Dataset excerpts>
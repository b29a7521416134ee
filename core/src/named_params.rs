//! 命名参数编译
//!
//! 把 `:name` 形式的命名参数转换为驱动占位符（MySQL/SQLite 为 `?`，PostgreSQL 为 `$n`），
//! 并按出现顺序生成绑定值列表。
//!
//! 规则：
//! - 参数名由字母、数字、`_`、`$` 组成；开启 `allow_sharp` 后也允许 `#`
//! - 前一个字符是单词字符、`:` 或 `\` 时，`:` 按字面处理（如 `12:30`、`::int`）
//! - `\:` 输出字面量 `:`
//! - 值为 [`BindValue::Null`] 的参数直接写成 `NULL`，不生成占位符
//! - 单引号字符串、双引号/反引号标识符、`--` 与 `/* */` 注释内不做替换；
//!   MySQL 的引号内 `\` 转义下一个字符

use crate::bind_value::{BindValue, Params};
use crate::db_pool::DbDriver;
use crate::error::{DbHelperError, Result};

/// 编译后的 SQL：驱动占位符 + 按顺序排列的绑定值
#[derive(Debug, Clone, PartialEq)]
pub struct CompiledSql {
    pub sql: String,
    pub binds: Vec<BindValue>,
}

/// 参数名分词规则，进程内构造一次后复用
#[derive(Debug, Clone, Copy, PartialEq, Eq)]
pub struct ParamStyle {
    pub allow_sharp: bool,
}

impl Default for ParamStyle {
    fn default() -> Self {
        Self { allow_sharp: true }
    }
}

impl ParamStyle {
    fn is_name_char(&self, ch: char) -> bool {
        ch.is_alphanumeric() || ch == '_' || ch == '$' || (self.allow_sharp && ch == '#')
    }

    /// 编译命名参数
    pub fn compile(&self, sql: &str, params: &Params, driver: DbDriver) -> Result<CompiledSql> {
        let chars: Vec<char> = sql.chars().collect();
        let mut out = String::with_capacity(sql.len());
        let mut binds = Vec::new();
        let mut i = 0;

        while i < chars.len() {
            let ch = chars[i];
            match ch {
                '\'' | '"' | '`' => {
                    let end = skip_quoted(&chars, i, ch, driver == DbDriver::MySql);
                    out.extend(&chars[i..end]);
                    i = end;
                }
                '-' if chars.get(i + 1) == Some(&'-') => {
                    let end = chars[i..]
                        .iter()
                        .position(|&c| c == '\n')
                        .map(|p| i + p)
                        .unwrap_or(chars.len());
                    out.extend(&chars[i..end]);
                    i = end;
                }
                '/' if chars.get(i + 1) == Some(&'*') => {
                    let end = find_block_comment_end(&chars, i + 2);
                    out.extend(&chars[i..end]);
                    i = end;
                }
                '\\' if chars.get(i + 1) == Some(&':') => {
                    out.push(':');
                    i += 2;
                }
                ':' => {
                    let prev = if i > 0 { Some(chars[i - 1]) } else { None };
                    let literal = match prev {
                        Some(p) => p == ':' || p == '\\' || p.is_alphanumeric() || p == '_',
                        None => false,
                    };
                    if literal || chars.get(i + 1) == Some(&':') {
                        out.push(ch);
                        i += 1;
                        continue;
                    }

                    let start = i + 1;
                    let mut end = start;
                    while end < chars.len() && self.is_name_char(chars[end]) {
                        end += 1;
                    }
                    if end == start {
                        out.push(ch);
                        i += 1;
                        continue;
                    }

                    let name: String = chars[start..end].iter().collect();
                    let value = params
                        .get(&name)
                        .ok_or_else(|| DbHelperError::MissingParam(name.clone()))?;
                    // 无类型的 NULL 绑定在 PostgreSQL 上会被当作 TEXT
                    if value.is_null() {
                        out.push_str("NULL");
                    } else {
                        out.push_str(&driver.placeholder(binds.len()));
                        binds.push(value.clone());
                    }
                    i = end;
                }
                _ => {
                    out.push(ch);
                    i += 1;
                }
            }
        }

        Ok(CompiledSql { sql: out, binds })
    }
}

/// 返回引号结束位置之后的下标；连续两个引号视为转义
fn skip_quoted(chars: &[char], start: usize, quote: char, backslash_escapes: bool) -> usize {
    let mut i = start + 1;
    while i < chars.len() {
        if backslash_escapes && chars[i] == '\\' {
            i += 2;
            continue;
        }
        if chars[i] == quote {
            if chars.get(i + 1) == Some(&quote) {
                i += 2;
                continue;
            }
            return i + 1;
        }
        i += 1;
    }
    chars.len()
}

fn find_block_comment_end(chars: &[char], from: usize) -> usize {
    let mut i = from;
    while i + 1 < chars.len() {
        if chars[i] == '*' && chars[i + 1] == '/' {
            return i + 2;
        }
        i += 1;
    }
    chars.len()
}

Work request>
Make a copy of each line in the records above that has the word "PostgreSQL".

Solution below>
//! 把 `:name` 形式的命名参数转换为驱动占位符（MySQL/SQLite 为 `?`，PostgreSQL 为 `$n`），
                    // 无类型的 NULL 绑定在 PostgreSQL 上会被当作 TEXT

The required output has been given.